**WORK INSTRUCTION**
What lines of the data below include the word "POST"? Report them by copying each.

Dataset entries:
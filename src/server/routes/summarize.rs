//! `/api/summarize` handlers

use axum::extract::rejection::JsonRejection;
use axum::extract::{Path, Query, State};
use axum::http::StatusCode;
use axum::response::IntoResponse;
use axum::Json;
use serde::{Deserialize, Serialize};
use serde_json::{json, Value};
use tracing::{debug, info};

use crate::server::error::ApiError;
use crate::server::validation::{
    is_summary_id, Validator, MAX_EDIT_CHARS, MAX_PROMPT_CHARS, MAX_TEXT_CHARS, MAX_TITLE_CHARS,
    MIN_PROMPT_CHARS, MIN_TEXT_CHARS, MIN_TITLE_CHARS,
};
use crate::server::AppState;
use crate::storage::{Summary, SummaryEdit};
use crate::PrecisError;

#[derive(Debug, Default, Deserialize)]
#[serde(default, rename_all = "camelCase")]
pub struct CreateSummaryBody {
    pub original_text: Option<String>,
    pub custom_prompt: Option<String>,
    pub title: Option<String>,
    pub tags: Option<Value>,
}

#[derive(Debug, Default, Deserialize)]
#[serde(default, rename_all = "camelCase")]
pub struct EditSummaryBody {
    pub edited_summary: Option<String>,
    pub title: Option<String>,
    pub tags: Option<Value>,
}

/// Raw paging parameters; anything unparsable or non-positive uses defaults.
#[derive(Debug, Default, Deserialize)]
#[serde(default)]
pub struct ListParams {
    pub page: Option<String>,
    pub limit: Option<String>,
}

impl ListParams {
    fn number(value: &Option<String>) -> usize {
        value
            .as_deref()
            .and_then(|v| v.trim().parse::<i64>().ok())
            .filter(|n| *n > 0)
            .map(|n| n as usize)
            .unwrap_or(0)
    }
}

/// Full record plus the derived final text
#[derive(Serialize)]
#[serde(rename_all = "camelCase")]
struct SummaryDetail<'a> {
    #[serde(flatten)]
    summary: &'a Summary,
    final_summary: &'a str,
}

impl<'a> SummaryDetail<'a> {
    fn new(summary: &'a Summary) -> Self {
        Self {
            summary,
            final_summary: summary.final_summary(),
        }
    }
}

/// POST /api/summarize
pub async fn create_summary(
    State(state): State<AppState>,
    payload: Result<Json<CreateSummaryBody>, JsonRejection>,
) -> Result<impl IntoResponse, ApiError> {
    let Json(body) = payload?;

    let mut v = Validator::new();
    let text = v.required_text(
        "originalText",
        body.original_text.as_deref(),
        "Original text",
        MIN_TEXT_CHARS,
        MAX_TEXT_CHARS,
    );
    let prompt = v.required_text(
        "customPrompt",
        body.custom_prompt.as_deref(),
        "Custom prompt",
        MIN_PROMPT_CHARS,
        MAX_PROMPT_CHARS,
    );
    let title = v.required_text(
        "title",
        body.title.as_deref(),
        "Title",
        MIN_TITLE_CHARS,
        MAX_TITLE_CHARS,
    );
    let tags = v.tags("tags", body.tags.as_ref()).unwrap_or_default();
    v.finish().map_err(ApiError::validation)?;

    let (Some(text), Some(prompt), Some(title)) = (text, prompt, title) else {
        return Err(ApiError::bad_request("Validation failed"));
    };

    const ACTION: &str = "Failed to generate summary";

    let outcome = state
        .summarizer
        .summarize(text, prompt)
        .await
        .map_err(|e| ApiError::from_error(ACTION, e.into()))?;

    let summary = Summary::new(
        title.to_string(),
        text.to_string(),
        prompt.to_string(),
        outcome.text,
    )
    .with_tags(tags);

    let summary = state
        .repo
        .create_summary(summary)
        .await
        .map_err(|e| ApiError::from_error(ACTION, e.into()))?;

    info!("Summary generated and saved: {} ({:?})", summary.id, outcome.source);

    Ok((
        StatusCode::CREATED,
        Json(json!({
            "success": true,
            "data": {
                "id": summary.id,
                "title": summary.title,
                "generatedSummary": summary.generated_summary,
                "finalSummary": summary.final_summary(),
                "tags": summary.tags,
                "summarySource": outcome.source,
                "createdAt": summary.created_at,
            }
        })),
    ))
}

/// GET /api/summarize/:id
pub async fn get_summary(
    State(state): State<AppState>,
    Path(id): Path<String>,
) -> Result<Json<Value>, ApiError> {
    let summary = find_summary(&state, &id)
        .await
        .map_err(|e| ApiError::from_error("Failed to fetch summary", e))?;

    Ok(Json(json!({
        "success": true,
        "data": SummaryDetail::new(&summary),
    })))
}

/// PUT /api/summarize/:id
pub async fn update_summary(
    State(state): State<AppState>,
    Path(id): Path<String>,
    payload: Result<Json<EditSummaryBody>, JsonRejection>,
) -> Result<Json<Value>, ApiError> {
    let Json(body) = payload?;

    let mut v = Validator::new();
    let edited = v.required_text(
        "editedSummary",
        body.edited_summary.as_deref(),
        "Edited summary",
        1,
        MAX_EDIT_CHARS,
    );
    let title = v.optional_text(
        "title",
        body.title.as_deref(),
        "Title",
        MIN_TITLE_CHARS,
        MAX_TITLE_CHARS,
    );
    let tags = v.tags("tags", body.tags.as_ref());
    v.finish().map_err(ApiError::validation)?;

    let Some(edited) = edited else {
        return Err(ApiError::bad_request("Validation failed"));
    };

    if !is_summary_id(&id) {
        return Err(ApiError::summary_not_found());
    }

    let edit = SummaryEdit {
        edited_summary: edited.to_string(),
        title: title.map(str::to_string),
        tags,
    };

    let summary = state
        .repo
        .edit_summary(&id, edit)
        .await
        .map_err(|e| ApiError::internal("Failed to update summary", e))?
        .ok_or_else(ApiError::summary_not_found)?;

    info!("Summary updated: {}", summary.id);

    Ok(Json(json!({
        "success": true,
        "data": {
            "id": summary.id,
            "title": summary.title,
            "generatedSummary": summary.generated_summary,
            "editedSummary": summary.edited_summary,
            "finalSummary": summary.final_summary(),
            "tags": summary.tags,
            "updatedAt": summary.updated_at,
        }
    })))
}

/// GET /api/summarize
pub async fn list_summaries(
    State(state): State<AppState>,
    Query(params): Query<ListParams>,
) -> Result<Json<Value>, ApiError> {
    let page = ListParams::number(&params.page);
    let limit = ListParams::number(&params.limit);
    debug!(page, limit, "Listing summaries");

    let page = state
        .repo
        .list_page(page, limit)
        .await
        .map_err(|e| ApiError::internal("Failed to fetch summaries", e))?;

    Ok(Json(json!({
        "success": true,
        "data": page.items,
        "pagination": page.pagination,
    })))
}

/// DELETE /api/summarize/:id
pub async fn delete_summary(
    State(state): State<AppState>,
    Path(id): Path<String>,
) -> Result<Json<Value>, ApiError> {
    if !is_summary_id(&id) {
        return Err(ApiError::summary_not_found());
    }

    let deleted = state
        .repo
        .delete_summary(&id)
        .await
        .map_err(|e| ApiError::internal("Failed to delete summary", e))?;

    if !deleted {
        return Err(ApiError::summary_not_found());
    }

    info!("Summary deleted: {}", id);

    Ok(Json(json!({
        "success": true,
        "message": "Summary deleted successfully",
    })))
}

/// POST /api/summarize/test-ai
pub async fn test_ai(State(state): State<AppState>) -> (StatusCode, Json<Value>) {
    let result = state.summarizer.test_connection().await;

    if result.success {
        (
            StatusCode::OK,
            Json(json!({
                "success": true,
                "message": "AI service is working correctly",
                "response": result.response,
            })),
        )
    } else {
        (
            StatusCode::INTERNAL_SERVER_ERROR,
            Json(json!({
                "success": false,
                "error": "AI service connection failed",
                "details": result.error,
            })),
        )
    }
}

/// Look up a summary, treating malformed ids as unknown
pub(crate) async fn find_summary(state: &AppState, id: &str) -> Result<Summary, PrecisError> {
    if !is_summary_id(id) {
        return Err(PrecisError::NotFound(id.to_string()));
    }

    state
        .repo
        .get_summary(id)
        .await?
        .ok_or_else(|| PrecisError::NotFound(id.to_string()))
}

**RESPONSE TO THIS EXERCISE**
/// POST /api/summarize
/// POST /api/summarize/test-ai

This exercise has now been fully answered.